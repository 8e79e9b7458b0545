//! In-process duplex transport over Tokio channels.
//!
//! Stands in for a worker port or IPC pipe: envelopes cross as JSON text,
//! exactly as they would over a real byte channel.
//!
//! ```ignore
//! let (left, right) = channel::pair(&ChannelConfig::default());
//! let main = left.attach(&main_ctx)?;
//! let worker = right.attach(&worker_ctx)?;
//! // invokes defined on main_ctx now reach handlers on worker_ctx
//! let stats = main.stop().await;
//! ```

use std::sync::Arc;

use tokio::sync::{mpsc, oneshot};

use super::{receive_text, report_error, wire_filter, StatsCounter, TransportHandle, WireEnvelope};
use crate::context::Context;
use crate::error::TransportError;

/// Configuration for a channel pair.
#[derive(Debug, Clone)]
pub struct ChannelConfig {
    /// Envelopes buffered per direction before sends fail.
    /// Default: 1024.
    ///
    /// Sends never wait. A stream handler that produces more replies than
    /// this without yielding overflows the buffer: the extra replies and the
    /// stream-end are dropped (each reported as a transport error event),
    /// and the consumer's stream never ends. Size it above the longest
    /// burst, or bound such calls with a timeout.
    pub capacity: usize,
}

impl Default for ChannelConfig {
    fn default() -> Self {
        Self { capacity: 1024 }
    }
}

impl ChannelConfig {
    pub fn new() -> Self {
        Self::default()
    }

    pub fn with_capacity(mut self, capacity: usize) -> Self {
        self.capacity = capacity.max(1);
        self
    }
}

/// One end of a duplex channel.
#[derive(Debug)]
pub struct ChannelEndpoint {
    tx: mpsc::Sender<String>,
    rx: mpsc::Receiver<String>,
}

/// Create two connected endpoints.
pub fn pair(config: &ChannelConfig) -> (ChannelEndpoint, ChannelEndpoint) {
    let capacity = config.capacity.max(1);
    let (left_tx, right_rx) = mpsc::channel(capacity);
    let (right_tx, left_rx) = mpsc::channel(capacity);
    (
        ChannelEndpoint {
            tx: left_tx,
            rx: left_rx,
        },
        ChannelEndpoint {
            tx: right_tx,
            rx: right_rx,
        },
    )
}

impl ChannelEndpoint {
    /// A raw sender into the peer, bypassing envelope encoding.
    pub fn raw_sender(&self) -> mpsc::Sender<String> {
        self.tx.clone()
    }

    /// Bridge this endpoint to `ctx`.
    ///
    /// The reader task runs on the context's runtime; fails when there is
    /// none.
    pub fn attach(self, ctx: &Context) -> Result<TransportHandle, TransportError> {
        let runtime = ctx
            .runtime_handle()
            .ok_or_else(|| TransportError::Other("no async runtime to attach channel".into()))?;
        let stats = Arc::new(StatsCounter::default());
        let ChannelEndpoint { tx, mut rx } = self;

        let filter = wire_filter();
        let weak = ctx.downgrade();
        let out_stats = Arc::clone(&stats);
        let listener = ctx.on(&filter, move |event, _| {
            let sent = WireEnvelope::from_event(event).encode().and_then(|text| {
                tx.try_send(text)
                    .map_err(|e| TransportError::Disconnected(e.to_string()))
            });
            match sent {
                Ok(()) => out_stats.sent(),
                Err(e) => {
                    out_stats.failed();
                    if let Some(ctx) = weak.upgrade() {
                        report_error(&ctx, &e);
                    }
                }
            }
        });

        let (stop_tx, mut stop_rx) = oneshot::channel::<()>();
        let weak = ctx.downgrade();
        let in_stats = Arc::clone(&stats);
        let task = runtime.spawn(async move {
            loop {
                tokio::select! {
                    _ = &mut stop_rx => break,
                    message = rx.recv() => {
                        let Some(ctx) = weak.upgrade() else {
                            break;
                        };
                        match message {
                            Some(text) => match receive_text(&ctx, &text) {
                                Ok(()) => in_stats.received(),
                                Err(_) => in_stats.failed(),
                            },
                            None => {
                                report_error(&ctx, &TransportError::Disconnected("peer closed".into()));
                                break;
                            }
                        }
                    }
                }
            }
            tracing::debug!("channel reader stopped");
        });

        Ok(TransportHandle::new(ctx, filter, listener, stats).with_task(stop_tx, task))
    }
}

----

▶ [TASK OBJECTIVE]:
Print the data in full. Match it exactly.

▶ [FINAL ANSWER]:
repository 8e79e9b7458b0545
//! In-process duplex transport over Tokio channels.
//!
//! Stands in for a worker port or IPC pipe: envelopes cross as JSON text,
//! exactly as they would over a real byte channel.
//!
//! ```ignore
//! let (left, right) = channel::pair(&ChannelConfig::default());
//! let main = left.attach(&main_ctx)?;
//! let worker = right.attach(&worker_ctx)?;
//! // invokes defined on main_ctx now reach handlers on worker_ctx
//! let stats = main.stop().await;
//! ```

use std::sync::Arc;

use tokio::sync::{mpsc, oneshot};

use super::{receive_text, report_error, wire_filter, StatsCounter, TransportHandle, WireEnvelope};
use crate::context::Context;
use crate::error::TransportError;

/// Configuration for a channel pair.
#[derive(Debug, Clone)]
pub struct ChannelConfig {
    /// Envelopes buffered per direction before sends fail.
    /// Default: 1024.
    ///
    /// Sends never wait. A stream handler that produces more replies than
    /// this without yielding overflows the buffer: the extra replies and the
    /// stream-end are dropped (each reported as a transport error event),
    /// and the consumer's stream never ends. Size it above the longest
    /// burst, or bound such calls with a timeout.
    pub capacity: usize,
}

impl Default for ChannelConfig {
    fn default() -> Self {
        Self { capacity: 1024 }
    }
}

impl ChannelConfig {
    pub fn new() -> Self {
        Self::default()
    }

    pub fn with_capacity(mut self, capacity: usize) -> Self {
        self.capacity = capacity.max(1);
        self
    }
}

/// One end of a duplex channel.
#[derive(Debug)]
pub struct ChannelEndpoint {
    tx: mpsc::Sender<String>,
    rx: mpsc::Receiver<String>,
}

/// Create two connected endpoints.
pub fn pair(config: &ChannelConfig) -> (ChannelEndpoint, ChannelEndpoint) {
    let capacity = config.capacity.max(1);
    let (left_tx, right_rx) = mpsc::channel(capacity);
    let (right_tx, left_rx) = mpsc::channel(capacity);
    (
        ChannelEndpoint {
            tx: left_tx,
            rx: left_rx,
        },
        ChannelEndpoint {
            tx: right_tx,
            rx: right_rx,
        },
    )
}

impl ChannelEndpoint {
    /// A raw sender into the peer, bypassing envelope encoding.
    pub fn raw_sender(&self) -> mpsc::Sender<String> {
        self.tx.clone()
    }

    /// Bridge this endpoint to `ctx`.
    ///
    /// The reader task runs on the context's runtime; fails when there is
    /// none.
    pub fn attach(self, ctx: &Context) -> Result<TransportHandle, TransportError> {
        let runtime = ctx
            .runtime_handle()
            .ok_or_else(|| TransportError::Other("no async runtime to attach channel".into()))?;
        let stats = Arc::new(StatsCounter::default());
        let ChannelEndpoint { tx, mut rx } = self;

        let filter = wire_filter();
        let weak = ctx.downgrade();
        let out_stats = Arc::clone(&stats);
        let listener = ctx.on(&filter, move |event, _| {
            let sent = WireEnvelope::from_event(event).encode().and_then(|text| {
                tx.try_send(text)
                    .map_err(|e| TransportError::Disconnected(e.to_string()))
            });
            match sent {
                Ok(()) => out_stats.sent(),
                Err(e) => {
                    out_stats.failed();
                    if let Some(ctx) = weak.upgrade() {
                        report_error(&ctx, &e);
                    }
                }
            }
        });

        let (stop_tx, mut stop_rx) = oneshot::channel::<()>();
        let weak = ctx.downgrade();
        let in_stats = Arc::clone(&stats);
        let task = runtime.spawn(async move {
            loop {
                tokio::select! {
                    _ = &mut stop_rx => break,
                    message = rx.recv() => {
                        let Some(ctx) = weak.upgrade() else {
                            break;
                        };
                        match message {
                            Some(text) => match receive_text(&ctx, &text) {
                                Ok(()) => in_stats.received(),
                                Err(_) => in_stats.failed(),
                            },
                            None => {
                                report_error(&ctx, &TransportError::Disconnected("peer closed".into()));
                                break;
                            }
                        }
                    }
                }
            }
            tracing::debug!("channel reader stopped");
        });

        Ok(TransportHandle::new(ctx, filter, listener, stats).with_task(stop_tx, task))
    }
}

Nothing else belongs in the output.